Desde muito cedo, a arte esteve presente na vida de Fernando Giarini Fontes, 51. Ele chegou a fazer alguns cursos, mas, na visão da família, isso não era emprego. “No máximo, um hobby”, eles diziam. Fontes, então, desistiu do sonho e passou longos 25 anos de sua vida em “empregos de verdade”.
Depois de ter passado por grandes empresas, entre elas, PriceWaterHouseCoopers (PwC), abriu seu escritório de contabilidade e cursou faculdade de direito, para que as duas profissões se complementassem. Com isso, ele montou uma consultoria que atendia principalmente a demandas empresariais.
Fontes e a esposa mantêm uma casa de repouso, e ele queria encontrar novas formas de interagir com os idosos. Por isso, pensou em fazer curso de barbeiro, que seria menos julgado pelas outras pessoas e até por ele mesmo.
No entanto, duas semanas depois, passou a fazer o curso de cabeleireiro também, quebrando o próprio tabu. “Eu mesmo tinha muito preconceito. Hoje, quando chego nos lugares e perguntam minha profissão, eu falo ‘sou cabelereiro'”, afirma.
Fontes lembra que a decisão não foi bem aceita por sua família e menos ainda por sua esposa.
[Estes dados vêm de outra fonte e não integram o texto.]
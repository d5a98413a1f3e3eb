use dustc_drv::run;

fn main() {
    if let Err(e) = run() {
        eprintln!("error: {e}");
        std::process::exit(1);
    }
}
//! Shared helpers for the `tokenize`/`parse`/`transpile` subcommands.

use std::path::Path;

use crate::error::{DustcError, Result};

/// Resolve the subcommand's positional argument into source text: read it
/// as a file when `--fp` is set, otherwise treat it as inline source.
pub fn resolve_source(input: &str, fp: bool) -> Result<String> {
    if fp {
        std::fs::read_to_string(Path::new(input))
            .map_err(|e| DustcError::FileOperation(format!("reading '{input}': {e}")))
    } else {
        Ok(input.to_string())
    }
}
//! AST node definitions (`spec.md` §3.4).
//!
//! A tagged sum rather than a C-style tagged union (Design Note §9): every
//! variant names exactly the payload it carries, so field access on the
//! wrong variant is a compile error instead of undefined behavior.

/// Operator kinds shared by [`Node::BinOp`] and [`Node::UnaryOp`].
#[derive(Clone, Copy, Debug, PartialEq, Eq)]
pub enum OpKind {
    Add,
    Sub,
    Mul,
    Div,
    Mod,
    Pow,
    And,
    Or,
    Xor,
    Not,
    Range,
    Eq,
    Neq,
    Lt,
    Le,
    Gt,
    Ge,
    In,
}

impl OpKind {
    /// The source symbol for this operator, used by the printer
    /// (`spec.md` §4.5: "Enumerations of operator kinds use the source
    /// symbol").
    pub fn symbol(self) -> &'static str {
        match self {
            OpKind::Add => "+",
            OpKind::Sub => "-",
            OpKind::Mul => "*",
            OpKind::Div => "/",
            OpKind::Mod => "%",
            OpKind::Pow => "^",
            OpKind::And => "and",
            OpKind::Or => "or",
            OpKind::Xor => "xor",
            OpKind::Not => "not",
            OpKind::Range => "..",
            OpKind::Eq => "==",
            OpKind::Neq => "!=",
            OpKind::Lt => "<",
            OpKind::Le => "<=",
            OpKind::Gt => ">",
            OpKind::Ge => ">=",
            OpKind::In => "in",
        }
    }

    /// Map a lexed operator symbol back to its [`OpKind`]. Panics on an
    /// unrecognized symbol — callers only invoke this after their own
    /// precedence-level match has already confirmed membership.
    pub fn from_symbol(symbol: &str) -> OpKind {
        match symbol {
            "+" => OpKind::Add,
            "-" => OpKind::Sub,
            "*" => OpKind::Mul,
            "/" => OpKind::Div,
            "%" => OpKind::Mod,
            "^" => OpKind::Pow,
            "and" => OpKind::And,
            "or" => OpKind::Or,
            "xor" => OpKind::Xor,
            "not" => OpKind::Not,
            ".." => OpKind::Range,
            "==" => OpKind::Eq,
            "!=" => OpKind::Neq,
            "<" => OpKind::Lt,
            "<=" => OpKind::Le,
            ">" => OpKind::Gt,
            ">=" => OpKind::Ge,
            "in" => OpKind::In,
            other => unreachable!("not a binary/unary operator symbol: {other}"),
        }
    }
}

/// A single AST node (`spec.md` §3.4).
///
/// Parent nodes exclusively own their children (`Box`); there are no
/// back-references and no cycles.
#[derive(Debug, Clone)]
pub enum Node {
    Integer(i64),
    Float(f64),
    String(String),
    Var(String),
    /// A leaf type name in declaration position, e.g. `int32`.
    Primitive(String),
    Array {
        elements: Vec<Node>,
        empty: bool,
    },
    Decl {
        ty: Box<Node>,
        name: String,
        init: Box<Node>,
    },
    DeclNoInit {
        ty: Box<Node>,
        name: String,
    },
    Assign {
        name: String,
        op: String,
        expr: Box<Node>,
    },
    BinOp {
        op: OpKind,
        left: Box<Node>,
        right: Box<Node>,
    },
    UnaryOp {
        op: OpKind,
        operand: Box<Node>,
    },
    Import {
        module: String,
    },
    ImportFrom {
        module: String,
        member: String,
    },
    /// Dot access: `parent.child`.
    Child {
        parent: Box<Node>,
        child: Box<Node>,
    },
    Subscript {
        base: Box<Node>,
        index: Box<Node>,
    },
    Call {
        callee: Box<Node>,
        args: Option<Vec<Node>>,
    },
    /// The callee leaf of a [`Node::Call`] — distinct from [`Node::Var`]
    /// so printers can label it (`spec.md` §3.4).
    FuncBase(String),
    Enum {
        name: String,
        body: Box<Node>,
    },
    Body {
        stmts: Vec<Node>,
        /// Number of tokens consumed producing this body. Metadata the
        /// parser consults while advancing its cursor; not otherwise
        /// semantic (`spec.md` §3.4).
        tokens_consumed: usize,
    },
    GenType {
        args: Vec<Node>,
        tokens_consumed: usize,
    },
    If {
        cond: Box<Node>,
        body: Box<Node>,
    },
    Elif {
        cond: Box<Node>,
        body: Box<Node>,
    },
    Else {
        body: Box<Node>,
    },
    Repeat {
        count: Box<Node>,
        body: Box<Node>,
    },
    While {
        cond: Box<Node>,
        body: Box<Node>,
    },
    For {
        var: Box<Node>,
        iter: Box<Node>,
        body: Box<Node>,
    },
}

impl Node {
    /// Depth-first traversal callback, used by tests to assert the AST is
    /// acyclic (`spec.md` §8: "No AST cycles exist; DFS from the root
    /// terminates").
    pub fn children(&self) -> Vec<&Node> {
        match self {
            Node::Integer(_)
            | Node::Float(_)
            | Node::String(_)
            | Node::Var(_)
            | Node::Primitive(_)
            | Node::FuncBase(_)
            | Node::Import { .. } => vec![],
            Node::Array { elements, .. } => elements.iter().collect(),
            Node::Decl { ty, init, .. } => vec![ty, init],
            Node::DeclNoInit { ty, .. } => vec![ty],
            Node::Assign { expr, .. } => vec![expr],
            Node::BinOp { left, right, .. } => vec![left, right],
            Node::UnaryOp { operand, .. } => vec![operand],
            Node::ImportFrom { .. } => vec![],
            Node::Child { parent, child } => vec![parent, child],
            Node::Subscript { base, index } => vec![base, index],
            Node::Call { callee, args } => {
                let mut v = vec![callee.as_ref()];
                if let Some(args) = args {
                    v.extend(args.iter());
                }
                v
            }
            Node::Enum { body, .. } => vec![body],
            Node::Body { stmts, .. } => stmts.iter().collect(),
            Node::GenType { args, .. } => args.iter().collect(),
            Node::If { cond, body } | Node::Elif { cond, body } => vec![cond, body],
            Node::Else { body } => vec![body],
            Node::Repeat { count, body } => vec![count, body],
            Node::While { cond, body } => vec![cond, body],
            Node::For { var, iter, body } => vec![var, iter, body],
        }
    }
}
Hoje, acostumada com a ideia, ela é uma de suas principais clientes.
Quando Fontes fez o primeiro cabelo, lembrou do que aprendeu na aula de artes: manter atenção plena. “Pela primeira vez eu consegui isso. Enquanto eu trabalhava, tinha paz de espírito. Depois que eu terminei, vi um sorriso da cliente e aquilo me alegrou o coração”, explica. Depois disso, o empreendedor fez mais 48 especializações na área, inclusive internacionais.
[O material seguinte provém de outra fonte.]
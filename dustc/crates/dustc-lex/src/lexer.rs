//! The Dust lexer (`spec.md` §4.3).
//!
//! Consumes a code-point sequence and yields a positioned [`Token`]
//! sequence terminated by [`TokenKind::EndOfInput`]. There is no token
//! pull/iterator protocol — like the original front-end's `tokenize()`,
//! [`lex`] runs the scanner to completion and returns the whole array,
//! since the parser needs random access (slicing) over the token stream
//! anyway.

use crate::cursor::Cursor;
use crate::token::{Token, TokenKind, WORD_OPERATORS};
use dustc_util::diagnostic::ErrorKind;
use dustc_util::{ustring, Handler, Position};

const TWO_CHAR_OPERATORS: &[(&str, &str)] = &[
    ("=", "="),
    ("+", "="),
    ("-", "="),
    ("*", "="),
    ("/", "="),
    ("^", "="),
    ("%", "="),
    ("<", "="),
    (">", "="),
    ("!", "="),
];

struct Lexer<'a> {
    cursor: Cursor<'a>,
    source_name: &'a str,
    handler: &'a Handler,
    tokens: Vec<Token>,
    pending: String,
    pending_start: Position,
}

impl<'a> Lexer<'a> {
    fn new(chars: &'a [char], source_name: &'a str, handler: &'a Handler) -> Self {
        Self {
            cursor: Cursor::new(chars),
            source_name,
            handler,
            tokens: Vec::new(),
            pending: String::new(),
            pending_start: Position::START,
        }
    }

    fn raise(&self, message: impl Into<String>, pos: Position) -> ! {
        self.handler
            .raise(ErrorKind::Syntax, &message.into(), self.source_name, pos)
    }

    fn emit(&mut self, kind: TokenKind, data: impl Into<String>, pos: Position) {
        self.tokens.push(Token::new(kind, data, pos));
    }

    fn append_pending(&mut self, c: char) {
        if self.pending.is_empty() {
            self.pending_start = self.cursor.position();
        }
        self.pending.push(c);
    }

    /// The finalize routine: commit an accumulated identifier-or-number-
    /// or-keyword lexeme, if any.
    fn flush_pending(&mut self) {
        if self.pending.is_empty() {
            return;
        }
        let raw = std::mem::take(&mut self.pending);
        let chars: Vec<char> = raw.chars().collect();
        let trimmed = ustring::trim(&chars);
        if trimmed.is_empty() {
            return;
        }
        let text: String = trimmed.iter().collect();
        let pos = self.pending_start;

        if ustring::is_numeric_literal(trimmed) {
            self.emit(TokenKind::Numeric, text, pos);
        } else if WORD_OPERATORS.contains(&text.as_str()) {
            self.emit(TokenKind::Operator, text, pos);
        } else {
            self.emit(TokenKind::Identifier, text, pos);
        }
    }

    fn lex_string(&mut self) {
        let delimiter = self.cursor.current();
        let start = self.cursor.position();
        self.cursor.advance();

        let mut content = String::new();
        loop {
            if self.cursor.is_at_end() {
                self.raise("String not closed", start);
            }
            let c = self.cursor.current();
            if c == delimiter {
                self.cursor.advance();
                break;
            }
            content.push(c);
            self.cursor.advance();
        }

        self.emit(TokenKind::String, content, start);
    }

    fn lex_line_comment(&mut self) {
        while !self.cursor.is_at_end() && self.cursor.current() != '\n' {
            self.cursor.advance();
        }
    }

    fn lex_block_comment(&mut self) {
        let start = self.cursor.position();
        self.cursor.advance(); // '/'
        self.cursor.advance(); // '*'
        loop {
            if self.cursor.is_at_end() {
                self.raise("Block comment not closed", start);
            }
            if self.cursor.current() == '*' && self.cursor.peek(1) == '/' {
                self.cursor.advance();
                self.cursor.advance();
                break;
            }
            self.cursor.advance();
        }
    }

    fn lex_operator(&mut self) {
        self.flush_pending();
        let pos = self.cursor.position();
        let first = self.cursor.advance();

        for (a, b) in TWO_CHAR_OPERATORS {
            if a.chars().next() == Some(first) && self.cursor.current() == b.chars().next().unwrap() {
                self.cursor.advance();
                let mut data = String::new();
                data.push(first);
                data.push_str(b);
                self.emit(TokenKind::Operator, data, pos);
                return;
            }
        }

        self.emit(TokenKind::Operator, first.to_string(), pos);
    }

    fn lex_bracket(&mut self, kind: TokenKind) {
        self.flush_pending();
        let pos = self.cursor.position();
        let c = self.cursor.advance();
        self.emit(kind, c.to_string(), pos);
    }

    fn lex_comma(&mut self) {
        self.flush_pending();
        let pos = self.cursor.position();
        let c = self.cursor.advance();
        self.emit(TokenKind::Comma, c.to_string(), pos);
    }

    fn lex_period(&mut self) {
        self.flush_pending();
        let pos = self.cursor.position();
        self.cursor.advance();
        if self.cursor.current() == '.' {
            self.cursor.advance();
            self.emit(TokenKind::Operator, "..", pos);
        } else {
            self.emit(TokenKind::Period, ".", pos);
        }
    }

    fn lex_stmt_sep(&mut self) {
        self.flush_pending();
        let pos = self.cursor.position();
        self.cursor.advance();
        self.emit(TokenKind::StmtSep, "", pos);
    }

    fn run(&mut self) {
        while !self.cursor.is_at_end() {
            let c = self.cursor.current();

            match c {
                '"' | '\'' => self.lex_string(),
                '\n' => {
                    self.cursor.advance();
                }
                ' ' | '\t' | '\r' => {
                    self.flush_pending();
                    self.cursor.advance();
                }
                '/' if self.cursor.peek(1) == '/' => self.lex_line_comment(),
                '/' if self.cursor.peek(1) == '*' => self.lex_block_comment(),
                '+' | '-' | '*' | '/' | '^' | '=' | '>' | '<' | '!' | '%' => self.lex_operator(),
                '(' => self.lex_bracket(TokenKind::LParen),
                ')' => self.lex_bracket(TokenKind::RParen),
                '{' => self.lex_bracket(TokenKind::LCurly),
                '}' => self.lex_bracket(TokenKind::RCurly),
                '[' => self.lex_bracket(TokenKind::LSquare),
                ']' => self.lex_bracket(TokenKind::RSquare),
                ',' => self.lex_comma(),
                '.' => self.lex_period(),
                ';' => self.lex_stmt_sep(),
                _ => {
                    self.append_pending(c);
                    self.cursor.advance();
                }
            }
        }

        self.flush_pending();
        self.apply_terminal_fixups();
    }

    /// `spec.md` §4.3 "Terminal fix-ups", applied after the main loop.
    fn apply_terminal_fixups(&mut self) {
        let end_pos = self.cursor.position();

        match self.tokens.last().map(|t| t.kind) {
            Some(TokenKind::StmtSep) => {
                let last = self.tokens.last_mut().unwrap();
                last.kind = TokenKind::EndOfInput;
            }
            Some(TokenKind::RCurly) => {
                self.emit(TokenKind::EndOfInput, "", end_pos);
            }
            Some(_) => {
                let pos = self.tokens.last().unwrap().pos;
                self.raise("Expected ;", pos);
            }
            None => {
                // Empty source: `spec.md` §8 boundary behavior says this
                // yields an empty Body, handled by the parser on an empty
                // token stream. We still terminate with EndOfInput so the
                // invariant "final token is EndOfInput" holds uniformly.
                self.emit(TokenKind::EndOfInput, "", end_pos);
            }
        }
    }
}

/// Lex `source` (already decoded to code points) and return its token
/// stream. `source_name` is used only for diagnostics.
pub fn lex(source: &[char], source_name: &str, handler: &Handler) -> Vec<Token> {
    let mut lexer = Lexer::new(source, source_name, handler);
    lexer.run();
    lexer.tokens
}

#[cfg(test)]
mod tests {
    use super::*;
    use dustc_util::Handler;

    fn lex_str(s: &str) -> Vec<Token> {
        let handler = Handler::new();
        let chars: Vec<char> = s.chars().collect();
        lex(&chars, "<test>", &handler)
    }

    #[test]
    fn trailing_semicolon_becomes_eof() {
        let tokens = lex_str("x = 1;");
        assert_eq!(tokens.last().unwrap().kind, TokenKind::EndOfInput);
        assert_eq!(tokens[tokens.len() - 2].kind, TokenKind::Numeric);
    }

    #[test]
    fn trailing_rcurly_gets_appended_eof() {
        let tokens = lex_str("if a { x = 1; }");
        assert_eq!(tokens.last().unwrap().kind, TokenKind::EndOfInput);
        assert_eq!(tokens[tokens.len() - 2].kind, TokenKind::RCurly);
    }

    #[test]
    fn word_operators_lex_as_operator_not_identifier() {
        for kw in ["and", "or", "xor", "not", "in"] {
            let tokens = lex_str(&format!("{kw};"));
            assert_eq!(tokens[0].kind, TokenKind::Operator, "{kw}");
            assert_eq!(tokens[0].data, kw);
        }
    }

    #[test]
    fn two_char_operators_disambiguate() {
        let tokens = lex_str("a == b;");
        assert_eq!(tokens[1].kind, TokenKind::Operator);
        assert_eq!(tokens[1].data, "==");
    }

    #[test]
    fn single_char_operator_when_no_match() {
        let tokens = lex_str("a = b;");
        assert_eq!(tokens[1].kind, TokenKind::Operator);
        assert_eq!(tokens[1].data, "=");
    }

    #[test]
    fn string_literal_strips_quotes_and_keeps_unicode() {
        let tokens = lex_str("s = \"héllo 🔥\";");
        let string_tok = tokens.iter().find(|t| t.kind == TokenKind::String).unwrap();
        assert_eq!(string_tok.data, "héllo 🔥");
    }

    #[test]
    fn hex_and_binary_numerics() {
        let tokens = lex_str("0x2A;");
        assert_eq!(tokens[0].kind, TokenKind::Numeric);
        assert_eq!(tokens[0].data, "0x2A");

        let tokens = lex_str("0b1010;");
        assert_eq!(tokens[0].kind, TokenKind::Numeric);
        assert_eq!(tokens[0].data, "0b1010");
    }

    #[test]
    fn line_and_block_comments_are_dropped() {
        let tokens = lex_str("x = 1; // trailing\n/* block */ y = 2;");
        assert!(tokens.iter().all(|t| !t.data.contains("trailing")));
        assert!(tokens.iter().all(|t| !t.data.contains("block")));
    }

    #[test]
    fn column_and_line_track_newlines() {
        let tokens = lex_str("a;\nb;");
        let b_tok = tokens.iter().find(|t| t.data == "b").unwrap();
        assert_eq!(b_tok.pos.line, 1);
        assert_eq!(b_tok.pos.column, 0);
    }

    #[test]
    fn unary_minus_before_numeric_lexes_as_two_tokens() {
        let tokens = lex_str("-5;");
        assert_eq!(tokens[0].kind, TokenKind::Operator);
        assert_eq!(tokens[0].data, "-");
        assert_eq!(tokens[1].kind, TokenKind::Numeric);
        assert_eq!(tokens[1].data, "5");
    }
}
Ele foi convidado a ser instrutor do curso na escola e conciliava a docência com o escritório. Aos poucos, percebeu que poderia ter melhores resultados se fosse franqueado. Comprou a unidade em que atuava, na Vila Maria, zona norte de São Paulo, e já está há um ano e meio à frente da franquia. Fontes se desfez do escritório e passou a se dedicar integralmente ao mercado de beleza.
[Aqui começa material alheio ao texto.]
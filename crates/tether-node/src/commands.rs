//! The subcommands, kept apart from argument parsing so they can be driven
//! directly.

use std::io::Write;
use std::path::Path;
use std::time::Duration;

use anyhow::Context;
use anyhow::Result;
use tracing::info;

use tether::auth::Certificate;
use tether::auth::Fingerprint;
use tether::auth::Keystore;
use tether::auth::Password;
use tether::Communicator;
use tether::CommunicatorConfig;
use tether::EndpointConfig;

use crate::demo;

const DAY: Duration = Duration::from_secs(24 * 60 * 60);

/// Starts a communicator for `endpoint` and serves until Ctrl-C.
pub async fn serve(endpoint: &str) -> Result<()> {
    let endpoint: EndpointConfig = endpoint.parse().context("parsing endpoint configuration")?;
    let identity = endpoint.load_identity().context("opening keystore")?;

    let node = Communicator::builder(CommunicatorConfig::from_endpoint(&endpoint))
        .identity(identity)
        .start()
        .await?;
    demo::install(&node)?;

    // the only line on stdout; scripts wait for it
    println!("Server is now ready at {}", node.local_address());

    tokio::signal::ctrl_c().await.context("waiting for Ctrl-C")?;
    info!("shutdown signal received");
    node.shutdown().await;
    Ok(())
}

/// Creates a keystore at `out`. Returns the password when it was not written
/// to `password_out`.
pub fn enroll(name: &str, days: u64, out: &Path, password_out: Option<&Path>) -> Result<Option<Password>> {
    anyhow::ensure!(days > 0, "validity must be at least one day");
    let validity = DAY
        .checked_mul(u32::try_from(days).context("validity too long")?)
        .context("validity too long")?;

    let (keystore, password) = Keystore::enroll(name, validity)?;
    let mut saving = Password::from_bytes(password.as_bytes().to_vec());
    keystore.save(out, &mut saving).with_context(|| format!("writing {}", out.display()))?;
    info!(name, fingerprint = %keystore.export_certificate().fingerprint(), path = %out.display(), "enrolled");

    match password_out {
        Some(path) => {
            password.write_to(path)?;
            Ok(None)
        }
        None => Ok(Some(password)),
    }
}

/// Writes `password` and a newline straight to `out`, without formatting it
/// into an intermediate buffer.
pub fn print_password(out: &mut impl Write, password: &Password) -> std::io::Result<()> {
    out.write_all(password.as_bytes())?;
    out.write_all(b"\n")?;
    out.flush()
}

/// Writes the keystore's own certificate to `out`.
pub fn export_cert(keystore: &Path, password_file: &Path, out: &Path) -> Result<Fingerprint> {
    let mut password = Password::read_from(password_file)?;
    let keystore = Keystore::load(keystore, &mut password).context("opening keystore")?;
    let certificate = keystore.export_certificate();
    std::fs::write(out, certificate.to_bytes()?).with_context(|| format!("writing {}", out.display()))?;
    Ok(certificate.fingerprint())
}

/// Adds the certificate at `certificate` to the keystore's trusted set and
/// saves it back in place.
pub fn trust(keystore_path: &Path, password_file: &Path, certificate: &Path) -> Result<Fingerprint> {
    let bytes = std::fs::read(certificate).with_context(|| format!("reading {}", certificate.display()))?;
    let certificate = Certificate::from_bytes(&bytes).context("decoding certificate")?;
    anyhow::ensure!(certificate.verify_signature(), "certificate signature does not verify");

    // loading scrubs the password, and saving needs it again
    let password = Password::read_from(password_file)?;
    let mut loading = Password::from_bytes(password.as_bytes().to_vec());
    let mut saving = password;

    let mut keystore = Keystore::load(keystore_path, &mut loading).context("opening keystore")?;
    let fingerprint = certificate.fingerprint();
    keystore.trust(certificate);
    keystore
        .save(keystore_path, &mut saving)
        .with_context(|| format!("writing {}", keystore_path.display()))?;
    info!(%fingerprint, "certificate trusted");
    Ok(fingerprint)
}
Fontes ainda ministra aulas e atua como cabeleireiro, pois alguns clientes o procuram diretamente. O cabeleireiro afirma que sua renda hoje é o dobro do que ganhava na época em que tinha o escritório.
O faturamento anual da unidade gira em torno de R$ 2 milhões. “Nós crescemos 130% em 2016 e 80% em 2017”, afirma. Os cursos custam entre R$ 900 e R$ 4.000, com parcelas em torno de R$ 250. A escola trabalha tanto com aulas particulares quanto com turmas.
No entanto, Fontes assegura que o dinheiro não foi a principal motivação. “A minha vida se transformou de duas formas: o aspecto da felicidade, de encontrar sentido no que faço, e o da transformação de vidas. Muitos alunos largaram seus empregos e montaram barbearias”, conta.
Investir em um sonho que é o oposto de uma carreira já consolidada é o maior desejo e, ao mesmo tempo, o maior medo de muitas pessoas.
“Como em qualquer negócio em que se venha a investir, sempre há risco. Tem que tomar cuidado com quem vai ser o parceiro, o franqueador, em qual lugar vai estabelecer essa franquia. É preciso estudar o mercado com ainda mais cuidado para não investir em nichos já saturados”, aconselha a especialista em gestão de negócios e franchising Ana Vecchi.
O franchising aparenta ser uma via mais segura para quem deseja tomar esse risco, por ter sido testado antes e subsidiar o franqueado com ferramentas e informações do mercado. No entanto, não é garantia de sucesso.
“Sempre tem que fazer a conta de quanto vai investir e a previsão de retorno desse investimento. O franchising é um sistema que minimiza os riscos, mas não é aconselhável fazer grandes mudanças de vida acreditando que aquilo é a formula do sucesso”, afirma a especialista.